#### WORK INSTRUCTION:
Please copy each line from the entries that contains the string "verbose".

—————

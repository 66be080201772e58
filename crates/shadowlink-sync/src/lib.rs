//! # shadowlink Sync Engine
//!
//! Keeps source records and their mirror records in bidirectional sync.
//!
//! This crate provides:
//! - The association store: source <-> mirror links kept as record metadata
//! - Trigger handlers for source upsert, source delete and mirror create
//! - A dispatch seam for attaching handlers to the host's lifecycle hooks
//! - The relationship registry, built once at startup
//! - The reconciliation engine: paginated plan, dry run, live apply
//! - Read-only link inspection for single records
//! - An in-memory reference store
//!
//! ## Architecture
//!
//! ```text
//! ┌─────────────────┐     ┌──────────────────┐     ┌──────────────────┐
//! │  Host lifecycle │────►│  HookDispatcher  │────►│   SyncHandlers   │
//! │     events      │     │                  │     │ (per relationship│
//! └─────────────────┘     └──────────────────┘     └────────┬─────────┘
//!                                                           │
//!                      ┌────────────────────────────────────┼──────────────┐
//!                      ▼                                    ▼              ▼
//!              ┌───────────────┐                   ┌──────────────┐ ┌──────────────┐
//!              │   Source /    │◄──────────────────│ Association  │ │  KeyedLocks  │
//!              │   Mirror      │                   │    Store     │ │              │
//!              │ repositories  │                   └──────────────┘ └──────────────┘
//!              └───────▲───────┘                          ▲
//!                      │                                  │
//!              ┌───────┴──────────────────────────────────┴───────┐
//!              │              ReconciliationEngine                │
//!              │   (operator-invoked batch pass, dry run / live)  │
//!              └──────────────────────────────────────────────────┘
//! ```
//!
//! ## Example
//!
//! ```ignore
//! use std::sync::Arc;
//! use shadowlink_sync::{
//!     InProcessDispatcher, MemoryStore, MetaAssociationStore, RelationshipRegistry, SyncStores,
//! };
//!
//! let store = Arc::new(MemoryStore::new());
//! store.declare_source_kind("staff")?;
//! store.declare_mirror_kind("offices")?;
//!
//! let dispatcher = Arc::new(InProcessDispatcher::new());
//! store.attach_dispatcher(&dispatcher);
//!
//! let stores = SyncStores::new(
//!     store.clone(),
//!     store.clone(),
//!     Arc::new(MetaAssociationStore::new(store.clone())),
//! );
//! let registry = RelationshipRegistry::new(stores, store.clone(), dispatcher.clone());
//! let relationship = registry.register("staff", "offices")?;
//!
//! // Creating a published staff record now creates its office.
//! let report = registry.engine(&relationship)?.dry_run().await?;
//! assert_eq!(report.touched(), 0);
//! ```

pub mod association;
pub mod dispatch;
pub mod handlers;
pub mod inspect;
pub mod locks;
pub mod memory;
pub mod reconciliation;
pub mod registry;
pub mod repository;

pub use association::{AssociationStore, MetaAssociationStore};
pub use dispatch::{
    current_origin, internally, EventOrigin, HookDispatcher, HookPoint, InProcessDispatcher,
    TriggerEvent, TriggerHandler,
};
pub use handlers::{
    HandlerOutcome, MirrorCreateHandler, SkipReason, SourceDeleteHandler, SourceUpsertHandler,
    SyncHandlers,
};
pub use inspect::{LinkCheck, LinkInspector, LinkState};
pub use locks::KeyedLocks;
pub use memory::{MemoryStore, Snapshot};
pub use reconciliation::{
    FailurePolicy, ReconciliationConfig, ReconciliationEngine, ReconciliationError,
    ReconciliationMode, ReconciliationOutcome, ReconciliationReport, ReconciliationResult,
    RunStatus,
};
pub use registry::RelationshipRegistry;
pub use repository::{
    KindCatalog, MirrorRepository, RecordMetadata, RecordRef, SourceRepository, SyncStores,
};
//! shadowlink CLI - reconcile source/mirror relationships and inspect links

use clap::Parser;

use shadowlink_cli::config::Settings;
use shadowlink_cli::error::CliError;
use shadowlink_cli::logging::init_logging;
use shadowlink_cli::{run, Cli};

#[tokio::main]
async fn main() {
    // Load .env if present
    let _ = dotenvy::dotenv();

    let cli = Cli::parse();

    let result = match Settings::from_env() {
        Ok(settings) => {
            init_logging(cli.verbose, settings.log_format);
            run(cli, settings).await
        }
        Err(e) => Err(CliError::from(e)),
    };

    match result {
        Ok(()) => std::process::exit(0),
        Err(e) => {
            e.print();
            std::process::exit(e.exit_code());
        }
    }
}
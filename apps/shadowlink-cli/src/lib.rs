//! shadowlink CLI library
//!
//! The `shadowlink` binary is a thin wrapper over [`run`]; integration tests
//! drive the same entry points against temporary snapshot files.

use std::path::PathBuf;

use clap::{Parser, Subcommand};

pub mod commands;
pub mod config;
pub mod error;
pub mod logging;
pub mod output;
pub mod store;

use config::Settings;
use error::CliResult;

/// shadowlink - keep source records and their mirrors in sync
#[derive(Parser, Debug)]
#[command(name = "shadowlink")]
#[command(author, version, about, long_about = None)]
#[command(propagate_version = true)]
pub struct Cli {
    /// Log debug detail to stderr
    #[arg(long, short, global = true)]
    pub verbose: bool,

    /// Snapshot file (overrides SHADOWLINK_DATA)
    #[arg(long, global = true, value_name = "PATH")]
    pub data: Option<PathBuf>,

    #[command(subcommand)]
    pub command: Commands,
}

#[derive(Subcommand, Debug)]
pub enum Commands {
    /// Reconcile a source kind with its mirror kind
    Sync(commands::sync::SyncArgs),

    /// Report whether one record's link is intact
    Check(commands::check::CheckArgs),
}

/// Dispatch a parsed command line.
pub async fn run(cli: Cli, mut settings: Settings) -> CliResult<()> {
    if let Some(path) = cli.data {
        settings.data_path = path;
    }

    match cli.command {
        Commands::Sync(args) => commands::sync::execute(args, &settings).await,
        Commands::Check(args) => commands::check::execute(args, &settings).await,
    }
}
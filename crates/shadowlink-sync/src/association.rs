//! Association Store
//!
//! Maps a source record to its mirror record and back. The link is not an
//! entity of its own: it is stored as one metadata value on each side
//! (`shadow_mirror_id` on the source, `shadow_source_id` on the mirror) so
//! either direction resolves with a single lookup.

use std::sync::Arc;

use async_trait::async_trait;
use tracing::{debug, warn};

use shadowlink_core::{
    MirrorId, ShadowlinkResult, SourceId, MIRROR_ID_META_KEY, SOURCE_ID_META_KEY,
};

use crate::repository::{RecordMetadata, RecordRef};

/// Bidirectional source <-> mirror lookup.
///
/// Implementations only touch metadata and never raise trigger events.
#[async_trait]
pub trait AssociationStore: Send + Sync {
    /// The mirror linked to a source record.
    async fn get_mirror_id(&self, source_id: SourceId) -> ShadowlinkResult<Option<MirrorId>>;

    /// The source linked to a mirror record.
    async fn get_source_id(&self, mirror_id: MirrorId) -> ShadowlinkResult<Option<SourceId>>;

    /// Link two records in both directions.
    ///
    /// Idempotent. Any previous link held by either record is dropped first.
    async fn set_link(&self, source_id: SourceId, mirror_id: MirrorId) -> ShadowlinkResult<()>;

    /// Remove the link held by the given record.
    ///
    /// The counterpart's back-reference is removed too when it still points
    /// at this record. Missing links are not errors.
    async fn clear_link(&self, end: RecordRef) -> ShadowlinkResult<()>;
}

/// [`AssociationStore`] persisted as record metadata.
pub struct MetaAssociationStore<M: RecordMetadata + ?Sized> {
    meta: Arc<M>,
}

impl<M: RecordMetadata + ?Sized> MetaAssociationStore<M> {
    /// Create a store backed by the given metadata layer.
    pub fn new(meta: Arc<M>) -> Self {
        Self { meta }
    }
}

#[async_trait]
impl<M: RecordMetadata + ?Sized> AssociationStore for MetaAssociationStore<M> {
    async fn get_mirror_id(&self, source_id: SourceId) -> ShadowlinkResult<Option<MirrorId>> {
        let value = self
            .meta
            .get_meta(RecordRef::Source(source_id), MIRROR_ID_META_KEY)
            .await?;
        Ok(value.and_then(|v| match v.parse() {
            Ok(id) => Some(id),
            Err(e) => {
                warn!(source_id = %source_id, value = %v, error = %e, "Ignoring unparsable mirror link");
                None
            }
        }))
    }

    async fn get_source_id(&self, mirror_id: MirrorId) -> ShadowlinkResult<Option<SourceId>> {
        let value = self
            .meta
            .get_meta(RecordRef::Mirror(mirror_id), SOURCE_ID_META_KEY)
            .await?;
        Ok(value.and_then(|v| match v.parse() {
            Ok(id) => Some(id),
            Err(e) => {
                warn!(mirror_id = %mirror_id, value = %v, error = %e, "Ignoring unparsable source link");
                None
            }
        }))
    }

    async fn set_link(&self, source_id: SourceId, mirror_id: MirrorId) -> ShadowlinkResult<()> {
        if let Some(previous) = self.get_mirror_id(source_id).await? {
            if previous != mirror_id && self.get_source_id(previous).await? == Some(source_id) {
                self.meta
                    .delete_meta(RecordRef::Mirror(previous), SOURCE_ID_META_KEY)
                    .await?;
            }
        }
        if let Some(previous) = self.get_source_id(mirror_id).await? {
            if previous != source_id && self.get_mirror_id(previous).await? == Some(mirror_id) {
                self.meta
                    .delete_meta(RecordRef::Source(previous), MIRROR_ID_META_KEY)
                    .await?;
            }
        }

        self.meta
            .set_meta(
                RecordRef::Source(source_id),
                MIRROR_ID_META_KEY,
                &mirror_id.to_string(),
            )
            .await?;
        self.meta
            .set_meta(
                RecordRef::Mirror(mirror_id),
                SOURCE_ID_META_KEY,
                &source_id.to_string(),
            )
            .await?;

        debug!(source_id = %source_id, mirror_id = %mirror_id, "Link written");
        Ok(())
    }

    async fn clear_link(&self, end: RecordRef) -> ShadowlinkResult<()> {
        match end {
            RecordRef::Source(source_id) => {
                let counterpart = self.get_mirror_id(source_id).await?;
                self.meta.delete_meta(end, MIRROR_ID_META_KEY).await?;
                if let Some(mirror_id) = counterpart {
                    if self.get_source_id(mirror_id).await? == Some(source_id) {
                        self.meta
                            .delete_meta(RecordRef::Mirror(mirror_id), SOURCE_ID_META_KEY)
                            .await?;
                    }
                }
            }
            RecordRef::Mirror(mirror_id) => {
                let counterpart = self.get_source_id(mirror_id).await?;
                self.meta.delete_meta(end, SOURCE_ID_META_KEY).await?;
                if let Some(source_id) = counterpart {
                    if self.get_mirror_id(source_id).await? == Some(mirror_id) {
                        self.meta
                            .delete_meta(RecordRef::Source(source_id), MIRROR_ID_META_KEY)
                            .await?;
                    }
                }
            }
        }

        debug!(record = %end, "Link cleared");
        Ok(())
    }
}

—————

#### RESPONSE FOR THIS EXERCISE:
            init_logging(cli.verbose, settings.log_format);
    pub verbose: bool,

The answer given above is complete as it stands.